There are five pulleys in the fingers, called annular pulleys, and they are named A1 through A5 (Figure 1). The A1, A3, and A5 pulleys are smaller and considered minor pulleys (mostly due to size and lack of importance). The A2 and A4 pulleys are larger and are sometimes called the major pulleys.1 The A1, A3, and A5 pulleys are located at the MCP, PIP and DIP joints respectively. The A2 and A4 pulleys are located in the middle of the proximal and middle phalanx respectively (Figure 2).
A second set of connective-tissue pulleys, called cruciate pulleys, gives additional support and stability to the tendon sheaths. The term cruciate means cross, and you can see by their structure where they get their name (Figure 1). The cruciate pulleys are much smaller than the annular pulleys. There are three cruciate pulleys, designated as C1, C2, and C3. Their role for improving the flexor tendon's angle of pull is not as great, so if they are damaged, finger movement is not impaired as much as with the annular pulleys.
The annular pulleys may be damaged from an acute injury or from various degenerative conditions in the fingers. An example of the detrimental effect of rupture of the annular pulleys is shown in Figure 3. In this image, the A3 pulley has been completely ruptured and there is a partial rupture to the A2 pulley. As a result, the tendon is pulled away from the PIP joint, in what is referred to as a bowstringing effect. With the tendon pulled away from the PIP joint, its power is reduced and it is no longer able to produce normal range of motion. As a result, the hand is significantly weaker in gripping activities.

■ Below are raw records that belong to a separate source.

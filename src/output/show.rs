//! Showing figures and writing them to files.

use std::fs;
use std::path::{Path, PathBuf};

use serde_json::{Map, Value};

use super::html::{self, IncludePlotlyJs};
use crate::defaults::{DPI, PLOT_INCH};
use crate::error::{PlotlyLightError, Result};
use crate::figure::{Figure, SubplotItem, SubplotOptions, figure_mult};
use crate::layout::Layout;
use crate::renderer::{MimeBundle, publish, renderer_by_name};
use crate::settings;

/// Options for [`show`] and [`show_mult`].
#[derive(Debug, Clone, Default)]
pub struct ShowOptions {
    /// plotly.js config entries overriding the default config.
    pub config: Option<Map<String, Value>>,
    /// Output file(s): `out.html` for one file, `out.{html,json}` for several.
    pub out_image: Option<String>,
    /// How written HTML files load plotly.js; the configured default when
    /// unset.
    pub include_plotlyjs: Option<IncludePlotlyJs>,
    /// Only write the output files; do not render.
    pub no_plot: bool,
}

/// File formats an output file name may have.
#[derive(Debug, Clone, Copy, PartialEq, Eq)]
pub enum OutputFormat {
    Html,
    Json,
}

impl OutputFormat {
    /// Format of an output path, by extension.
    ///
    /// # Errors
    /// Returns an error for static image formats and unknown extensions.
    pub fn from_path(path: &Path) -> Result<Self> {
        let ext = path
            .extension()
            .and_then(|ext| ext.to_str())
            .map(str::to_ascii_lowercase)
            .unwrap_or_default();
        match ext.as_str() {
            "html" | "htm" => Ok(Self::Html),
            "json" => Ok(Self::Json),
            _ => Err(PlotlyLightError::UnsupportedFormat(path.display().to_string())),
        }
    }
}

/// Expand an output pattern into file names.
///
/// `out.pdf` names one file; `out.{svg,html}` expands to `out.svg` and
/// `out.html`.
///
/// # Errors
/// Returns an error for empty patterns and misplaced or unbalanced braces.
pub fn parse_out_pattern(pattern: &str) -> Result<Vec<PathBuf>> {
    let invalid = || PlotlyLightError::InvalidOutputPattern(pattern.to_string());
    if pattern.is_empty() {
        return Err(invalid());
    }
    if !pattern.contains(['{', '}']) {
        return Ok(vec![PathBuf::from(pattern)]);
    }

    let body = pattern.strip_suffix('}').ok_or_else(invalid)?;
    let (prefix, exts) = body.split_once('{').ok_or_else(invalid)?;
    if exts.contains(['{', '}']) || prefix.contains('}') {
        return Err(invalid());
    }
    exts.split(',')
        .map(|ext| {
            let ext = ext.trim();
            if ext.is_empty() {
                Err(invalid())
            } else {
                Ok(PathBuf::from(format!("{prefix}{ext}")))
            }
        })
        .collect()
}

/// Scale factor that gives `PLOT_INCH` inches at `DPI` for a plot of the
/// layout's size.
///
/// # Errors
/// Returns an error if the layout has no width or height.
pub fn export_scale(layout: &Layout) -> Result<f64> {
    match (layout.width(), layout.height()) {
        (Some(width), Some(height)) => {
            Ok(((DPI * PLOT_INCH).powi(2) / (width * height)).sqrt())
        }
        _ => Err(PlotlyLightError::MissingSize("output files".to_string())),
    }
}

/// The default config overlaid with per-call entries.
fn merged_config(overrides: Option<&Map<String, Value>>) -> Map<String, Value> {
    let mut config = settings::current().config;
    if let Some(overrides) = overrides {
        config.extend(overrides.clone());
    }
    config
}

/// Write figure JSON to every file named by `pattern`.
///
/// All formats are checked before anything is written. Returns the written
/// paths.
///
/// # Errors
/// Returns an error for bad patterns or formats, a layout without width and
/// height, or write failures.
pub fn write_figure(
    figure: &Value,
    pattern: &str,
    config: &Map<String, Value>,
    include: &IncludePlotlyJs,
) -> Result<Vec<PathBuf>> {
    let paths = parse_out_pattern(pattern)?;
    let formats = paths
        .iter()
        .map(|path| OutputFormat::from_path(path))
        .collect::<Result<Vec<_>>>()?;
    let layout = figure
        .get("layout")
        .cloned()
        .map(Layout::from_value)
        .transpose()?
        .unwrap_or_default();
    let scale = export_scale(&layout)?;
    tracing::debug!(scale, "export scale");

    for (path, format) in paths.iter().zip(formats) {
        let contents = match format {
            OutputFormat::Html => html::document(figure, config, include, None)?,
            OutputFormat::Json => serde_json::to_string_pretty(figure)?,
        };
        fs::write(path, contents)?;
        tracing::info!(path = %path.display(), "wrote figure");
    }
    Ok(paths)
}

/// Write output files and display the figure with the default renderer.
///
/// Returns the displayed bundle, or `None` with `no_plot`.
///
/// # Errors
/// Returns an error for bad output patterns or formats, missing plot size,
/// write failures, or a failing renderer.
pub fn show(figure: &Figure, options: &ShowOptions) -> Result<Option<MimeBundle>> {
    let config = merged_config(options.config.as_ref());

    let settings = settings::current();

    if let Some(pattern) = &options.out_image {
        let include = options
            .include_plotlyjs
            .as_ref()
            .unwrap_or(&settings.plotlyjs);
        write_figure(&figure.to_plotly_json(), pattern, &config, include)?;
    }
    if options.no_plot {
        return Ok(None);
    }

    let renderer = renderer_by_name(&settings.renderer, &settings)?;
    let bundle = renderer.render(&figure.to_plotly_json(), &config)?;
    publish(&bundle);
    Ok(Some(bundle))
}

/// [`figure_mult`] followed by [`show`].
///
/// # Errors
/// Returns an error if the grid is invalid or showing fails.
pub fn show_mult<I>(
    items: I,
    subplots: &SubplotOptions,
    options: &ShowOptions,
) -> Result<Option<MimeBundle>>
where
    I: IntoIterator,
    I::Item: Into<SubplotItem>,
{
    show(&figure_mult(items, subplots)?, options)
}

#[cfg(test)]
#[path = "show_tests.rs"]
mod tests;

Stenosing tenosynovitis, also called trigger finger, is another disorder involving the flexor pulleys. In this condition, a fibrous nodule develops on the tendon near the edge of the tendon sheath. The nodule prevents the tendon from freely gliding in and out of the surrounding synovial sheath. Stenosing tenosynovitis is usually a problem with the tendon sheath, but in some cases, the nodule on the tendon catches on the edge of the flexor pulleys. If this is the case, the offending flexor pulley can be surgically cut to allow the tendon greater freedom of movement. However, if the pulley has been cut, that flexor tendon is less efficient, so the benefits of this procedure need to be weighed against the potential drawbacks.
While massage practitioners may not see a large number of clients with flexor pulley dysfunctions, there is still great value in understanding these details of hand mechanics. After all, the hand is our primary tool that we use in our work as soft-tissue therapists, and we need to keep it in good condition. Overuse problems may affect our ability to keep working, and physical injury is one of the primary reasons people leave this profession. Understanding more about proper mechanics helps keep you in better condition.